The polymorphic allele (a1.200bp) was present in S-24 but it was
absent in DN-27. Thus, the expression of this locus was dominant
(Figure 2). The second locus was found monomorphic. They are valuable genetic markers because they are co-dominant, detect high
levels of allelic diversity, and are easily and economically assayed
by the polymerase chain reaction (PCR). Results from screening a
wheat genomic library suggest that there are about 5700-10,000
microsatellite in wheat, with different repeats and their relative
frequency decreases with increasing size of the repeat motif [24-
28].
Microsatellites are highly mutable lici which may be present
at many sites in a genome. As the flanking sequences at each of
these sites may be unique, once SSR loci are cloned and sequenced.
Primers can be designed to the flanking sequences.
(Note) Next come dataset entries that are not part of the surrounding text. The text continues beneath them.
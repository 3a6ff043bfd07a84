// Copyright (c) 2025-2026 Adrian Robinson. Licensed under the AGPL-3.0.
// See LICENSE file in the project root for full license text.

pub mod circuit_breaker;
pub mod classify;
pub mod retry;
The resultant
sequence tagged microsatellite usually identifies a single locus
which, because of the high mutation rate of SSR, is often multi-allelic.
Alleles which differ in many base pairs of length can be resolved
on agarose gels but often SSR,s are visualized on sequencing gels
where wingle repeat differences can be resolved and thus, all
possible alleles can be detected. SSR are high informative markers
because they are co-dominant (unlike RAPDs and AFLPs) and
generally highly polymorphic. The nature of the PCR-based assay
used in their amplification and detection implies that they are
highly reproducible between laboratories.
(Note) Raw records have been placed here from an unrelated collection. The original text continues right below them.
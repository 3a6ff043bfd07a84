// Copyright (c) 2025-2026 Adrian Robinson. Licensed under the AGPL-3.0.
// See LICENSE file in the project root for full license text.

//! Transient vs fatal error classification.
//!
//! Every component that reacts differently to "endpoint temporarily
//! unreachable" and "endpoint permanently wrong" asks this module. The
//! decision is a pure function of the error:
//!
//! - **Transient**: the rendered error chain contains a connectivity
//!   signature (host resolution, request send, connection refused,
//!   connection / I/O timeout), or some error in the chain reports itself
//!   as a timeout or temporary condition.
//! - **Fatal**: everything else (auth, permissions, bad config, not found).
//!
//! Matching is textual. Client libraries rewording their messages will
//! silently move errors between classes; keep the signature lists here and
//! nowhere else.
//!
//! # Example
//!
//! ```
//! use snapstore::resilience::classify::{classify, ErrorClass};
//! use snapstore::StorageError;
//!
//! let err = StorageError::Backend("dial tcp: lookup minio.local: no such host".into());
//! assert_eq!(classify(&err), ErrorClass::Transient);
//!
//! let err = StorageError::Backend("AccessDenied: bucket policy".into());
//! assert_eq!(classify(&err), ErrorClass::Fatal);
//! ```

use std::error::Error as StdError;
use std::fmt;
use std::io::ErrorKind;

use crate::storage::traits::StorageError;

/// Connectivity signatures, matched case-insensitively.
const CONNECTIVITY_SIGNATURES: &[&str] = &[
    // host resolution
    "no such host",
    "dial tcp: lookup",
    "dns error",
    "failed to lookup address",
    // request send
    "request send failed",
    "error sending request",
    // refused connections
    "connection refused",
    // timeouts
    "connection timeout",
    "i/o timeout",
    "operation timed out",
];

/// Extra markers only trusted while constructing backends: credential
/// providers and clients fail with these when the endpoint cannot be reached.
const CONSTRUCTION_SIGNATURES: &[&str] = &[
    "requesterror",
    "nocredentialserr",
    "dial tcp",
    "tcp connect error",
];

#[derive(Debug, Clone, Copy, PartialEq, Eq)]
pub enum ErrorClass {
    Transient,
    Fatal,
}

impl ErrorClass {
    #[must_use]
    pub fn is_transient(&self) -> bool {
        matches!(self, Self::Transient)
    }
}

impl fmt::Display for ErrorClass {
    fn fmt(&self, f: &mut fmt::Formatter<'_>) -> fmt::Result {
        match self {
            Self::Transient => write!(f, "transient"),
            Self::Fatal => write!(f, "fatal"),
        }
    }
}

/// Classify an error surfaced by a store operation.
#[must_use]
pub fn classify(err: &StorageError) -> ErrorClass {
    classify_with(err, CONNECTIVITY_SIGNATURES, &[])
}

/// Classify an error raised while constructing a backend. Uses the
/// runtime signatures plus [`CONSTRUCTION_SIGNATURES`].
#[must_use]
pub fn classify_construction(err: &StorageError) -> ErrorClass {
    classify_with(err, CONNECTIVITY_SIGNATURES, CONSTRUCTION_SIGNATURES)
}

/// Shorthand for `classify(err).is_transient()`.
#[must_use]
pub fn is_transient(err: &StorageError) -> bool {
    classify(err).is_transient()
}

fn classify_with(err: &StorageError, base: &[&str], extra: &[&str]) -> ErrorClass {
    if let StorageError::HealthCheck { class, .. } = err {
        return *class;
    }
    let text = render_chain(err).to_lowercase();
    if base.iter().chain(extra).any(|sig| text.contains(sig)) {
        return ErrorClass::Transient;
    }
    if reports_network_condition(err) {
        return ErrorClass::Transient;
    }
    ErrorClass::Fatal
}

/// Display of the error followed by every source in its chain.
fn render_chain(err: &StorageError) -> String {
    let mut text = err.to_string();
    let mut source = err.source();
    while let Some(cause) = source {
        text.push_str(": ");
        text.push_str(&cause.to_string());
        source = cause.source();
    }
    text
}

/// Structured check: does any error in the chain say it is a timeout or a
/// temporary condition?
fn reports_network_condition(err: &StorageError) -> bool {
    let mut current: Option<&(dyn StdError + 'static)> = Some(err);
    while let Some(e) = current {
        let storage = e
            .downcast_ref::<StorageError>()
            .or_else(|| e.downcast_ref::<Box<StorageError>>().map(|b| b.as_ref()));
        match storage {
            Some(StorageError::Timeout { .. }) => return true,
            Some(StorageError::HealthCheck { class, .. }) => return class.is_transient(),
            Some(StorageError::Object(o)) if o.is_temporary() => return true,
            _ => {}
        }
        if e.downcast_ref::<opendal::Error>().is_some_and(opendal::Error::is_temporary) {
            return true;
        }
        if let Some(io) = e.downcast_ref::<std::io::Error>() {
            if is_network_io(io) {
                return true;
            }
        }
        current = e.source();
    }
    false
}

fn is_network_io(err: &std::io::Error) -> bool {
    matches!(
        err.kind(),
        ErrorKind::TimedOut
            | ErrorKind::WouldBlock
            | ErrorKind::Interrupted
            | ErrorKind::ConnectionRefused
            | ErrorKind::ConnectionReset
            | ErrorKind::ConnectionAborted
    )
}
Linkage of Microsatellite Markers with the Salinity Resistance Gene
The primer pairs Xgwm52-3D, Xgwm98-3D, Xgwm 115-4B and Xgwm137-2A that amplified polymorphic products among the parents were selected to amplify the genomic DNA of 30 each F2 extreme salinity resistant and salinity sensitive plants derived from the crosses S-24 x DN-27. Firstly, the linkage analysis was conducted on F2 resistant plants. The primer pair Xgwm52-3D amplified two alleles. At the first locus, 26 out of 30 homozygous resistant F2 plants amplified `a1’ allele. While, `a2’ allele was amplified by 24 out of 30 homozygous susceptible F2 plants. Thus, at this locus, `a1’ allele was linked with the salinity resistant locus. The recombination frequency at this locus was 18.7%. Similiarly at the second locus two alleles were amplified (b1and b2). The recombination frequency at this locus was 20.1%. Two alleles were found with primer Xgwm137-2A in F2 population of S-24 x DN-27 CROSS.A total of 30each salinity resistance plants were surveyed with the primer pair. Out of 30 salinity resistance plants amplified `a2’ allele and the rest were recombinants. But seven of the salinity sensitive plants yielded amplification profile like parent (a2) indicating recombinant plants. The frequency of the recombination at this locus was 19%.